Tuning fork test showed a bilateral Rinne negative with Weber lateralizing towards the right ear. Her PTA averages were 53.3 dBHL in right ear, 85 dBHL in left ear with speech recognition threshold at 50 dBHL in the right ear, and 80 dBHL in the left ear; and WRS of 87.5% in the right ear and 75% in the left ear. Her tympanometric findings revealed bilateral“A” type tympanogram with low resonant frequency of 350Hz in right ear and 400Hz in left ear. Multi-component tympanometry findings showed a 3B1G pattern in both the ears. Bilateral ipsilateral and contra-lateral reflexes were absent. DPOAE were also absent in both the ears. VEMP couldn’t be done due to her occular and cervical limitations. And she was diagnosed as having moderate mixed hearing loss in right ear and severe mixed hearing loss in left ear. She was recommended to continue to use hearing aids.
Discussion
Wilderwanck syndrome is a rare developmental disorder affecting the hearing, eye movements and the bones in the neck. It is one of the congenital disorders associated with hearing loss.
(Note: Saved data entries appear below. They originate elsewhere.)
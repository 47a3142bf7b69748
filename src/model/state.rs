//! ScenarioState - the mutable state of one scenario run
//!
//! Built fresh by the initializer for every sweep coordinate tuple and
//! owned exclusively by the period simulator; nothing survives a scenario
//! boundary.

use crate::core::types::{
    ChoiceId, ChoiceStatus, DecisionMakerId, Period, ProblemId, ProblemStatus, NUM_CHOICES,
    NUM_DECISION_MAKERS, NUM_PERIODS, NUM_PROBLEMS,
};
use crate::model::coords::ScenarioCoords;

/// Problem-to-choice eligibility, fixed for the scenario
#[derive(Debug, Clone, PartialEq, Eq)]
pub struct AccessMatrix {
    cells: [[bool; NUM_CHOICES]; NUM_PROBLEMS],
}

impl AccessMatrix {
    fn build(coords: ScenarioCoords) -> Self {
        let mut cells = [[false; NUM_CHOICES]; NUM_PROBLEMS];
        for problem in ProblemId::all() {
            for choice in ChoiceId::all() {
                cells[problem.index()][choice.index()] = coords.access.admits(problem, choice);
            }
        }
        Self { cells }
    }

    pub fn admits(&self, problem: ProblemId, choice: ChoiceId) -> bool {
        self.cells[problem.index()][choice.index()]
    }
}

/// Choice-to-decision-maker eligibility, fixed for the scenario
#[derive(Debug, Clone, PartialEq, Eq)]
pub struct DecisionMatrix {
    cells: [[bool; NUM_DECISION_MAKERS]; NUM_CHOICES],
}

impl DecisionMatrix {
    fn build(coords: ScenarioCoords) -> Self {
        let mut cells = [[false; NUM_DECISION_MAKERS]; NUM_CHOICES];
        for choice in ChoiceId::all() {
            for maker in DecisionMakerId::all() {
                cells[choice.index()][maker.index()] = coords.structure.admits(choice, maker);
            }
        }
        Self { cells }
    }

    pub fn admits(&self, choice: ChoiceId, maker: DecisionMakerId) -> bool {
        self.cells[choice.index()][maker.index()]
    }
}

/// Per-maker, per-period energy supply table, fixed for the scenario
#[derive(Debug, Clone, PartialEq)]
pub struct EnergyTable {
    cells: [[f64; NUM_PERIODS]; NUM_DECISION_MAKERS],
}

impl EnergyTable {
    fn build(coords: ScenarioCoords) -> Self {
        let mut cells = [[0.0; NUM_PERIODS]; NUM_DECISION_MAKERS];
        for maker in DecisionMakerId::all() {
            let supply = coords.energy.available(maker);
            for period in Period::all() {
                cells[maker.index()][period.index()] = supply;
            }
        }
        Self { cells }
    }

    pub fn available(&self, maker: DecisionMakerId, period: Period) -> f64 {
        self.cells[maker.index()][period.index()]
    }
}

/// Everything mutable about one scenario
#[derive(Debug, Clone, PartialEq)]
pub struct ScenarioState {
    pub coords: ScenarioCoords,

    pub choice_status: [ChoiceStatus; NUM_CHOICES],
    /// Energy each choice currently requires (sum over attached problems)
    pub energy_required: [f64; NUM_CHOICES],
    /// Energy currently applied to each choice by its decision makers
    pub energy_applied: [f64; NUM_CHOICES],

    pub problem_status: [ProblemStatus; NUM_PROBLEMS],
    /// Energy each problem demands, set by the load coordinate
    pub problem_energy: [f64; NUM_PROBLEMS],
    /// Choice each problem is attached to
    pub problem_choice: [Option<ChoiceId>; NUM_PROBLEMS],

    /// Choice each decision maker is working on
    pub maker_choice: [Option<ChoiceId>; NUM_DECISION_MAKERS],

    pub access: AccessMatrix,
    pub structure: DecisionMatrix,
    pub energy: EnergyTable,

    /// Energy of decision makers left unassigned, summed over periods
    pub unused_energy: f64,
    /// Energy beyond requirement at the moment choices were made
    pub surplus_energy: f64,
    /// Periods a decision maker ended unassigned
    pub idle_maker_periods: u32,
}

impl ScenarioState {
    /// Build the initial state for one sweep coordinate tuple.
    pub fn new(coords: ScenarioCoords) -> Self {
        Self {
            coords,
            choice_status: [ChoiceStatus::Inactive; NUM_CHOICES],
            energy_required: [1.1; NUM_CHOICES],
            energy_applied: [0.0; NUM_CHOICES],
            problem_status: [ProblemStatus::NotEntered; NUM_PROBLEMS],
            problem_energy: [coords.load.problem_energy(); NUM_PROBLEMS],
            problem_choice: [None; NUM_PROBLEMS],
            maker_choice: [None; NUM_DECISION_MAKERS],
            access: AccessMatrix::build(coords),
            structure: DecisionMatrix::build(coords),
            energy: EnergyTable::build(coords),
            unused_energy: 0.0,
            surplus_energy: 0.0,
            idle_maker_periods: 0,
        }
    }
}
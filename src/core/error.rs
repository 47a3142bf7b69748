use thiserror::Error;

#[derive(Error, Debug)]
pub enum ModelError {
    #[error("not enough input values: need at least {needed}, got {got}")]
    InsufficientInput { needed: usize, got: usize },

    #[error("IO error: {0}")]
    IoError(#[from] std::io::Error),

    #[error("Serialization error: {0}")]
    SerdeError(#[from] serde_json::Error),
}

pub type Result<T> = std::result::Result<T, ModelError>;
//! Period simulator - advances one scenario through a single time period
//!
//! Phase order within a period: activation, problem assignment, decision
//! maker assignment, energy recompute, choice resolution, history
//! snapshot. Both assignment phases are two-phase commits: every decision
//! is computed against the attachments the period started with, then
//! applied at once, so earlier searches never see later ones.
//!
//! Tie-breaking is a design invariant, not an iteration accident: the
//! searches scan candidates in ascending id order and only a strictly
//! cheaper candidate displaces the current best, so the first minimum
//! encountered wins.

use crate::core::types::{
    ChoiceId, ChoiceStatus, DecisionMakerId, MovementCondition, Period, ProblemId, ProblemStatus,
    NUM_DECISION_MAKERS, NUM_PROBLEMS,
};
use crate::input::RunInputs;
use crate::model::history::ScenarioHistory;
use crate::model::state::ScenarioState;

/// Cost ceiling for the greedy searches; candidates at or above it lose.
const COST_CEILING: f64 = 1_000_000.0;

/// Advance one scenario through one period.
pub fn run_period(
    state: &mut ScenarioState,
    inputs: &RunInputs,
    period: Period,
    history: &mut ScenarioHistory,
) {
    activate_entrants(state, inputs, period);
    assign_problems(state, inputs.movement);
    assign_decision_makers(state, inputs, period);
    recompute_energy(state, inputs, period);
    let released = resolve_choices(state, inputs.movement);

    // Snapshot first: this period's row still shows the attachments that
    // made the resolved choices, releases take effect afterwards.
    history.record(period, state);
    for maker in DecisionMakerId::all() {
        if released[maker.index()] {
            state.maker_choice[maker.index()] = None;
        }
    }
}

/// Activate every choice and problem whose entry period is now.
fn activate_entrants(state: &mut ScenarioState, inputs: &RunInputs, period: Period) {
    let now = period.get() as i64;
    for choice in ChoiceId::all() {
        if inputs.choice_entry[choice.index()] == now {
            state.choice_status[choice.index()] = ChoiceStatus::Active;
        }
    }
    for problem in ProblemId::all() {
        if inputs.problem_entry[problem.index()] == now {
            state.problem_status[problem.index()] = ProblemStatus::Active;
        }
    }
}

/// Reattach every active problem to its cheapest eligible active choice.
///
/// Staying with the current choice costs its unmet requirement; switching
/// adds the problem's own energy demand on top. Problems that find no
/// eligible active choice end the period unattached, as do problems not
/// currently active (solved problems shed their stale attachment here).
fn assign_problems(state: &mut ScenarioState, movement: MovementCondition) {
    let mut pending: [Option<ChoiceId>; NUM_PROBLEMS] = [None; NUM_PROBLEMS];

    for problem in ProblemId::all() {
        let j = problem.index();
        if state.problem_status[j] != ProblemStatus::Active {
            continue;
        }
        if movement.problems_hold() {
            if let Some(current) = state.problem_choice[j] {
                pending[j] = Some(current);
                continue;
            }
        }

        let mut floor = COST_CEILING;
        for choice in ChoiceId::all() {
            let i = choice.index();
            if state.choice_status[i] != ChoiceStatus::Active {
                continue;
            }
            if !state.access.admits(problem, choice) {
                continue;
            }
            let staying = state.problem_choice[j].map_or(true, |held| held == choice);
            let mut trial = state.energy_required[i] - state.energy_applied[i];
            if !staying {
                trial += state.problem_energy[j];
            }
            if trial >= floor {
                continue;
            }
            floor = trial;
            pending[j] = Some(choice);
        }
    }

    state.problem_choice = pending;
}

/// Reattach every decision maker to its cheapest eligible active choice.
///
/// Switching away from a held choice is credited with the energy the maker
/// supplied in the prior period, scaled by that period's coefficient.
/// Makers left unassigned contribute this period's energy to the unused
/// total and count as idle.
fn assign_decision_makers(state: &mut ScenarioState, inputs: &RunInputs, period: Period) {
    let prior = period.prior();
    let mut pending: [Option<ChoiceId>; NUM_DECISION_MAKERS] = [None; NUM_DECISION_MAKERS];

    for maker in DecisionMakerId::all() {
        let k = maker.index();
        if inputs.movement.makers_hold() {
            if let Some(current) = state.maker_choice[k] {
                pending[k] = Some(current);
                continue;
            }
        }

        let mut floor = COST_CEILING;
        for choice in ChoiceId::all() {
            let i = choice.index();
            if state.choice_status[i] != ChoiceStatus::Active {
                continue;
            }
            if !state.structure.admits(choice, maker) {
                continue;
            }
            let staying = state.maker_choice[k].map_or(true, |held| held == choice);
            let mut trial = state.energy_required[i] - state.energy_applied[i];
            if !staying {
                trial -= state.energy.available(maker, prior)
                    * inputs.solution_coefficient[prior.index()];
            }
            if trial >= floor {
                continue;
            }
            floor = trial;
            pending[k] = Some(choice);
        }
    }

    for maker in DecisionMakerId::all() {
        let k = maker.index();
        state.maker_choice[k] = pending[k];
        if state.maker_choice[k].is_none() {
            state.unused_energy += state.energy.available(maker, period)
                * inputs.solution_coefficient[period.index()];
            state.idle_maker_periods += 1;
        }
    }
}

/// Recompute each non-inactive choice's requirement and applied energy.
///
/// Made choices are recomputed too; their problems are solved so the
/// requirement collapses to zero.
fn recompute_energy(state: &mut ScenarioState, inputs: &RunInputs, period: Period) {
    let coefficient = inputs.solution_coefficient[period.index()];
    for choice in ChoiceId::all() {
        let i = choice.index();
        if state.choice_status[i] == ChoiceStatus::Inactive {
            continue;
        }

        let mut required = 0.0;
        for problem in ProblemId::all() {
            let j = problem.index();
            if state.problem_status[j] == ProblemStatus::Active
                && state.problem_choice[j] == Some(choice)
            {
                required += state.problem_energy[j];
            }
        }

        let mut applied = 0.0;
        for maker in DecisionMakerId::all() {
            let k = maker.index();
            if state.structure.admits(choice, maker) && state.maker_choice[k] == Some(choice) {
                applied += coefficient * state.energy.available(maker, period);
            }
        }

        state.energy_required[i] = required;
        state.energy_applied[i] = applied;
    }
}

/// Make every active choice whose applied energy covers its requirement.
///
/// The excess accrues to the surplus total, attached problems become
/// solved, and under maker-holding movement conditions the choice's
/// decision makers are queued for release after the history snapshot.
fn resolve_choices(
    state: &mut ScenarioState,
    movement: MovementCondition,
) -> [bool; NUM_DECISION_MAKERS] {
    let mut released = [false; NUM_DECISION_MAKERS];

    for choice in ChoiceId::all() {
        let i = choice.index();
        if state.choice_status[i] != ChoiceStatus::Active {
            continue;
        }
        if state.energy_required[i] > state.energy_applied[i] {
            continue;
        }

        state.surplus_energy += state.energy_applied[i] - state.energy_required[i];
        state.choice_status[i] = ChoiceStatus::Made;
        for problem in ProblemId::all() {
            let j = problem.index();
            if state.problem_choice[j] == Some(choice) {
                state.problem_status[j] = ProblemStatus::Solved;
            }
        }
        if movement.makers_hold() {
            for maker in DecisionMakerId::all() {
                let k = maker.index();
                if state.maker_choice[k] == Some(choice) {
                    released[k] = true;
                }
            }
        }
    }

    released
}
Though Wilderwanck’s original description included sensorineural hearing loss, cases of conductive and mixed hearing loss have also been reported.12 The subject reported here presented with mixed hearing loss. The conductive component in the patient can be explained by Eustachian tube dysfunction during childhood, which in turn could have caused recurrent otitis media. Cases of eustachian tube dysfunction and recurrent otitis media have also been described earlier.13 The low resonant frequency with a normal admittance and tympanometric width indicates an increase in mass and reduction in stiffness suggesting tympanosclerosis.14 Long term middle ear infection, with perforation may have led to tympanosclerosis. In addition, she had normal ossicular chain, and no congenital anomalies of middle ear.Hence, it is also possible for patients to present with conductive hearing loss with normal ossicular chain.15 In addition, close to one –third of patients with Klippel feil anamoly present with either a conductive or a mixed hearing loss.16
Congenital anomalies of the inner ear in WS include small and underdeveloped cochlea and Mondini malformation and missing semicircular canals.17 Our patient interestingly presented with unilateral monidini deformity. Similar to our report, West9 had reported of a patient with unilateral mondini deformity with severe conductive hearing loss, and symmetrical hearing loss in both the ears. The findings can be explained by widely varying inner ear anamolies in WS, and the variability in terminology in Mondini anomaly. The original description of monidini included a triad of features including a normal basal turn and cystic cochlear apex, and a dilated vestibule and vestibular aqueduct with an enlarged endolymphatic duct. The case described here could have used the terminology to define a milder degree of the anomaly. It is also possible for the patient to have some residual hearing inspite of the mondini deformity, given the differences in severity.18
Hence, like typically developing school age children, children with syndromes are also prone to middle ear infections. It is important to identify them early, and provide prompt treatment, in order to avoid permanent hearing loss.
Conclusion
Individuals with Wilderwanck syndrome can present with unilateral congenital ear malformations. It is also possible for them to present with conductive and sensorineural hearing loss of varying degree. Hence it is important for the hearing loss to be identified at the earliest in order to prevent further impact on speech and language development and educational, social and emotional domains.